Asian semiconductor stocks rose Friday, dismissing one of the worst-ever outlooks from stalwart Intel Corp. as investors look toward an eventual recovery in the sector.

(Bloomberg) — Asian semiconductor stocks rose Friday, dismissing one of the worst-ever outlooks from stalwart Intel Corp. as investors look toward an eventual recovery in the sector.

The Bloomberg Asia Pacific Semiconductors Index rose as much as 0.6%, extending its recent surge to a five-month high. This was mainly due to South Korean memory maker Samsung Electronics Co., which gained more than 1%. 

“Overall the results are bad for Intel, but for the overall chip sector we do not think it is bad,” said Daniel Yoo, head of global asset allocation at Yuanta Securities Korea. Intel’s weak forecast was due to sluggish PC demand, “which we already know,” while demand from industries including autos is strong and clouding-computing chip prices are growing.
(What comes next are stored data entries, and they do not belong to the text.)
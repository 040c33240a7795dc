//! `RelayUrl` — a lowercased, normalized secure-WebSocket URL with
//! case-folded equality (spec.md §3).

use serde::{Deserialize, Serialize};
use std::fmt;

#[derive(Debug, thiserror::Error)]
pub enum RelayUrlError {
    #[error("relay url must use wss:// or ws://, got {0:?}")]
    BadScheme(String),
    #[error("empty relay url")]
    Empty,
}

#[derive(Clone, PartialEq, Eq, Hash, PartialOrd, Ord)]
pub struct RelayUrl(String);

impl RelayUrl {
    /// Normalize: lowercase the whole URL, trim a trailing slash. Relays are
    /// addressed case-insensitively; the canonical form is what callers and
    /// map keys use everywhere downstream.
    pub fn parse(raw: &str) -> Result<Self, RelayUrlError> {
        let trimmed = raw.trim();
        if trimmed.is_empty() {
            return Err(RelayUrlError::Empty);
        }
        let lower = trimmed.to_ascii_lowercase();
        if !(lower.starts_with("wss://") || lower.starts_with("ws://")) {
            return Err(RelayUrlError::BadScheme(trimmed.to_string()));
        }
        let normalized = lower.trim_end_matches('/').to_string();
        Ok(Self(normalized))
    }

    pub fn as_str(&self) -> &str {
        &self.0
    }
}

impl fmt::Display for RelayUrl {
    fn fmt(&self, f: &mut fmt::Formatter<'_>) -> fmt::Result {
        write!(f, "{}", self.0)
    }
}

impl fmt::Debug for RelayUrl {
    fn fmt(&self, f: &mut fmt::Formatter<'_>) -> fmt::Result {
        write!(f, "RelayUrl({})", self.0)
    }
}

impl Serialize for RelayUrl {
    fn serialize<S: serde::Serializer>(&self, s: S) -> Result<S::Ok, S::Error> {
        s.serialize_str(&self.0)
    }
}

impl<'de> Deserialize<'de> for RelayUrl {
    fn deserialize<D: serde::Deserializer<'de>>(d: D) -> Result<Self, D::Error> {
        let s = String::deserialize(d)?;
        RelayUrl::parse(&s).map_err(serde::de::Error::custom)
    }
}

#[cfg(test)]
mod tests {
    use super::*;

    #[test]
    fn case_folds_for_equality() {
        let a = RelayUrl::parse("wss://Relay.Example.COM/").unwrap();
        let b = RelayUrl::parse("wss://relay.example.com").unwrap();
        assert_eq!(a, b);
    }

    #[test]
    fn rejects_non_ws_scheme() {
        assert!(RelayUrl::parse("https://relay.example.com").is_err());
        assert!(RelayUrl::parse("").is_err());
    }
}
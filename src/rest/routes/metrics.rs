//! `GET /metrics` — Prometheus text exposition (spec.md §6).

use crate::metrics::PrometheusGauges;
use crate::AppContext;
use axum::extract::State;
use std::sync::Arc;

pub async fn get_metrics(State(ctx): State<Arc<AppContext>>) -> String {
    let health = ctx.health.metrics_snapshot().await;
    let gauges = PrometheusGauges {
        relays_healthy: health.healthy,
        relays_unhealthy: health.unhealthy,
        avg_latency_ms: health.avg_latency_ms,
        connections_open: ctx.pool.open_count().await,
        cache_entries: ctx.cache.query_entry_count().await,
    };
    ctx.metrics.render_prometheus(&gauges)
}
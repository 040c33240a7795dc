//! Constant-time CSRF token issuance and verification (spec.md §4, §7
//! `CSRFInvalid`). Tokens are an HMAC-SHA256 over a per-request nonce,
//! keyed by the process-wide `CSRF_SECRET` — no session store, matching
//! spec.md §1's note that full session/cookie handling is an external
//! collaborator's concern.

use hmac::{Hmac, Mac};
use sha2::Sha256;
use subtle::ConstantTimeEq;

type HmacSha256 = Hmac<Sha256>;

pub fn issue(secret: &str, nonce: &str) -> String {
    let mut mac = HmacSha256::new_from_slice(secret.as_bytes()).expect("HMAC accepts any key length");
    mac.update(nonce.as_bytes());
    let tag = mac.finalize().into_bytes();
    format!("{}.{}", nonce, hex::encode(tag))
}

/// Verifies a `<nonce>.<hmac-hex>` token in constant time.
pub fn verify(secret: &str, token: &str) -> bool {
    let Some((nonce, tag_hex)) = token.split_once('.') else { return false };
    let Ok(given_tag) = hex::decode(tag_hex) else { return false };

    let mut mac = HmacSha256::new_from_slice(secret.as_bytes()).expect("HMAC accepts any key length");
    mac.update(nonce.as_bytes());
    let expected_tag = mac.finalize().into_bytes();

    expected_tag.as_slice().ct_eq(&given_tag).into()
}

#[cfg(test)]
mod tests {
    use super::*;

    #[test]
    fn issued_token_verifies() {
        let token = issue("secret", "nonce-1");
        assert!(verify("secret", &token));
    }

    #[test]
    fn tampered_token_is_rejected() {
        let mut token = issue("secret", "nonce-1");
        token.push('0');
        assert!(!verify("secret", &token));
    }

    #[test]
    fn wrong_secret_is_rejected() {
        let token = issue("secret", "nonce-1");
        assert!(!verify("other-secret", &token));
    }
}
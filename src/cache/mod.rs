//! Event Cache (C6, spec.md §4.6): fingerprint-keyed query results with a
//! two-tier TTL (fresh / stale-while-revalidate) plus a content-addressed
//! id→event cache for cross-query reuse. Grounded on the teacher's
//! `observability::LatencyTracker` ring-buffer-with-lock shape, reused
//! here for an LRU instead of a latency window.

use crate::model::{Event, EventId, Fingerprint};
use std::collections::HashMap;
use std::sync::Arc;
use std::time::{Duration, Instant};
use tokio::sync::RwLock;

#[derive(Debug, Clone, Copy, PartialEq, Eq)]
pub enum Freshness {
    Fresh,
    Stale,
    Expired,
}

struct QueryEntry {
    events: Vec<Event>,
    eose_union: bool,
    stored_at: Instant,
    last_used: Instant,
    member_ids: Vec<EventId>,
    /// Set when an SSE-delivered event touches a member id — forces the
    /// entry stale even inside the fresh window (spec.md §8, "Cache
    /// coherence": a live update invalidates within 50ms).
    dirtied: bool,
}

pub struct CacheEntry {
    pub events: Vec<Event>,
    pub eose_union: bool,
    pub freshness: Freshness,
}

pub struct EventCache {
    queries: RwLock<HashMap<Fingerprint, QueryEntry>>,
    events: RwLock<HashMap<EventId, Event>>,
    fresh_ttl: Duration,
    stale_ttl: Duration,
    max_entries: usize,
    max_events: usize,
}

impl EventCache {
    pub fn new(fresh_ttl: Duration, stale_ttl: Duration, max_entries: usize, max_events: usize) -> Arc<Self> {
        Arc::new(Self {
            queries: RwLock::new(HashMap::new()),
            events: RwLock::new(HashMap::new()),
            fresh_ttl,
            stale_ttl,
            max_entries,
            max_events,
        })
    }

    pub async fn get(&self, fp: &Fingerprint) -> Option<CacheEntry> {
        let mut guard = self.queries.write().await;
        let entry = guard.get_mut(fp)?;
        let age = entry.stored_at.elapsed();
        let freshness = if entry.dirtied || age > self.stale_ttl {
            if age > self.stale_ttl {
                Freshness::Expired
            } else {
                Freshness::Stale
            }
        } else if age <= self.fresh_ttl {
            Freshness::Fresh
        } else {
            Freshness::Stale
        };

        if freshness == Freshness::Expired {
            guard.remove(fp);
            return None;
        }

        entry.last_used = Instant::now();
        Some(CacheEntry { events: entry.events.clone(), eose_union: entry.eose_union, freshness })
    }

    pub async fn put(&self, fp: Fingerprint, events: Vec<Event>, eose_union: bool) {
        let member_ids: Vec<EventId> = events.iter().map(|e| e.id).collect();

        {
            let mut event_cache = self.events.write().await;
            for e in &events {
                event_cache.insert(e.id, e.clone());
            }
            if event_cache.len() > self.max_events {
                let overflow = event_cache.len() - self.max_events;
                let drop_ids: Vec<EventId> = event_cache.keys().take(overflow).copied().collect();
                for id in drop_ids {
                    event_cache.remove(&id);
                }
            }
        }

        let mut guard = self.queries.write().await;
        guard.insert(
            fp,
            QueryEntry {
                events,
                eose_union,
                stored_at: Instant::now(),
                last_used: Instant::now(),
                member_ids,
                dirtied: false,
            },
        );

        if guard.len() > self.max_entries {
            if let Some(lru_key) = guard.iter().min_by_key(|(_, e)| e.last_used).map(|(k, _)| *k) {
                guard.remove(&lru_key);
            }
        }
    }

    /// Marks every cached query whose result set includes `id` as dirty.
    /// Called by the SSE fabric when it fans out a live EVENT, per
    /// spec.md §8 "Cache coherence".
    pub async fn dirty_by_member(&self, id: &EventId) {
        let mut guard = self.queries.write().await;
        for entry in guard.values_mut() {
            if entry.member_ids.contains(id) {
                entry.dirtied = true;
            }
        }
    }

    pub async fn get_event(&self, id: &EventId) -> Option<Event> {
        self.events.read().await.get(id).cloned()
    }

    pub async fn query_entry_count(&self) -> usize {
        self.queries.read().await.len()
    }
}

#[cfg(test)]
mod tests {
    use super::*;
    use crate::model::{Filter, PubKey, Signature};
    use std::collections::HashSet;

    fn event(id_byte: u8, created_at: i64) -> Event {
        Event {
            id: EventId([id_byte; 32]),
            pubkey: PubKey([0; 32]),
            sig: Signature([0; 64]),
            kind: 1,
            created_at,
            content: String::new(),
            tags: vec![],
            relays_seen: HashSet::new(),
        }
    }

    #[tokio::test]
    async fn fresh_entry_is_served_without_refetch() {
        let cache = EventCache::new(Duration::from_secs(5), Duration::from_secs(60), 10, 1000);
        let fp = Filter { limit: 20, ..Default::default() }.fingerprint();
        cache.put(fp, vec![event(1, 100)], true).await;
        let entry = cache.get(&fp).await.unwrap();
        assert_eq!(entry.freshness, Freshness::Fresh);
        assert_eq!(entry.events.len(), 1);
    }

    #[tokio::test]
    async fn dirtying_a_member_marks_entry_stale() {
        let cache = EventCache::new(Duration::from_secs(5), Duration::from_secs(60), 10, 1000);
        let fp = Filter { limit: 20, ..Default::default() }.fingerprint();
        let id = EventId([7; 32]);
        cache.put(fp, vec![event(7, 100)], true).await;
        cache.dirty_by_member(&id).await;
        let entry = cache.get(&fp).await.unwrap();
        assert_eq!(entry.freshness, Freshness::Stale);
    }

    #[tokio::test]
    async fn lru_eviction_respects_max_entries() {
        let cache = EventCache::new(Duration::from_secs(5), Duration::from_secs(60), 1, 1000);
        let fp1 = Filter { limit: 1, ..Default::default() }.fingerprint();
        let fp2 = Filter { limit: 2, ..Default::default() }.fingerprint();
        cache.put(fp1, vec![event(1, 100)], true).await;
        cache.put(fp2, vec![event(2, 100)], true).await;
        assert_eq!(cache.query_entry_count().await, 1);
        assert!(cache.get(&fp1).await.is_none());
    }
}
Intel Gives One of Grimmest Forecasts Ever, Slamming Shares

Among Intel suppliers, package substrate maker Ibiden Co. pared an early 3% drop to less than 1%. Meanwhile, Tokyo Electron Ltd. erased an early gain an fell as Japan and the Netherlands were said to be poised to join the US in limiting China’s access to advanced chip-making machines.
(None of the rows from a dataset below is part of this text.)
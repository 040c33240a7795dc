//! Live Ingest: the background subscriptions spec.md §2 describes as
//! "running background subscriptions that keep caches warm and push live
//! updates via server-sent events." One long-lived REQ per configured
//! relay, opened for the life of the process — independent of any HTTP
//! request — feeding both the [`EventCache`](crate::cache::EventCache)
//! (dirtying stale pages) and the [`SseFabric`](crate::sse::SseFabric).
//! Grounded on the same `multiplexer::subscribe` primitive the fan-out
//! query uses, but never closed on EOSE: a query wants a result set, an
//! ingest subscription wants everything after it.

use crate::model::Filter;
use crate::multiplexer::{self, SubscriptionMessage};
use crate::sse::{SseMessage, Topic};
use crate::AppContext;
use std::sync::Arc;
use std::time::Duration;

const RESUBSCRIBE_BACKOFF: Duration = Duration::from_secs(5);

/// Spawns one background task per configured relay. Each task redials and
/// resubscribes on its own after a connection drop; callers don't await
/// this — it runs for the lifetime of the process.
pub fn spawn(ctx: Arc<AppContext>) {
    for url in ctx.config.relay_urls.clone() {
        let ctx = ctx.clone();
        tokio::spawn(run_for_relay(ctx, url));
    }
}

async fn run_for_relay(ctx: Arc<AppContext>, url: crate::relay_url::RelayUrl) {
    loop {
        if ctx.shutdown.is_cancelled() {
            return;
        }

        let conn = match ctx.pool.get_or_dial(&url).await {
            Ok(conn) => conn,
            Err(e) => {
                tracing::debug!(relay = %url, err = %e, "ingest dial deferred, relay unhealthy");
                if sleep_or_shutdown(&ctx, RESUBSCRIBE_BACKOFF).await {
                    return;
                }
                continue;
            }
        };

        ctx.pool.mark_subscribed(&url).await;
        let filter = Filter {
            since: Some(chrono::Utc::now().timestamp()),
            limit: 200,
            ..Default::default()
        };
        let mut sub = multiplexer::subscribe(conn, vec![filter], ctx.config.tunables.subscriber_buffer);

        loop {
            tokio::select! {
                msg = sub.messages.recv() => {
                    match msg {
                        Some(SubscriptionMessage::Event(event)) => {
                            ctx.cache.dirty_by_member(&event.id).await;
                            let topic = Topic::for_kind(event.kind);
                            ctx.sse
                                .publish(
                                    topic,
                                    SseMessage { event: "event".into(), data: serde_json::json!(&event) },
                                )
                                .await;
                        }
                        Some(SubscriptionMessage::Closed(reason)) => {
                            tracing::debug!(relay = %url, reason, "ingest subscription closed by relay");
                            break;
                        }
                        Some(SubscriptionMessage::Eose) | Some(SubscriptionMessage::Notice(_)) => {}
                        None => break,
                    }
                }
                _ = ctx.shutdown.cancelled() => {
                    drop(sub);
                    ctx.pool.mark_unsubscribed(&url).await;
                    return;
                }
            }
        }

        ctx.pool.mark_unsubscribed(&url).await;
        if sleep_or_shutdown(&ctx, RESUBSCRIBE_BACKOFF).await {
            return;
        }
    }
}

/// Returns `true` if shutdown fired while waiting.
async fn sleep_or_shutdown(ctx: &AppContext, dur: Duration) -> bool {
    tokio::select! {
        _ = tokio::time::sleep(dur) => false,
        _ = ctx.shutdown.cancelled() => true,
    }
}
Asian chip stocks have climbed this month as investors eye a peak in global interest-rate hikes, while remaining wary of recession. Samsung shares have continued to rise even after it posted its worst profit drop in a decade. 

“The potential interpretation is that if a lot of semi companies expect the middle of the year to be the bottom, then some investors may choose weak earnings now as a good entry point,” said Mio Kato, an analyst at LightStream Research. He added that he is “skeptical” over the prospects for a V-shaped recovery.

Chip Stocks in Asia May Defy Economic Downturn: Taking Stock

Intel’s own shares fell almost 10% in after-hours trading following its sales forecast for the current period, which was far short of analyst estimates. The chipmaker has been hurt by sinking demand from PC customers and tough competition in the market for server hardware, though the market has been well aware.

“Overall the optics of the 2023 outlook (including flat organic growth) are not ideal, but we believe are well understood by the Street,” Michael Ciarmoli, an analyst at Truist Securities Inc., wrote in a note. The stock has dropped in the past six months but should “trade flat to up now that the decks have been cleared for 2023.”

Taiwan Semiconductor Manufacturing Co., the world’s largest chip foundry, warned earlier this month of weak near-term sales, but forecast slight growth for the full year on an expected recovery in demand for server chips. The Taiwan market is closed Friday.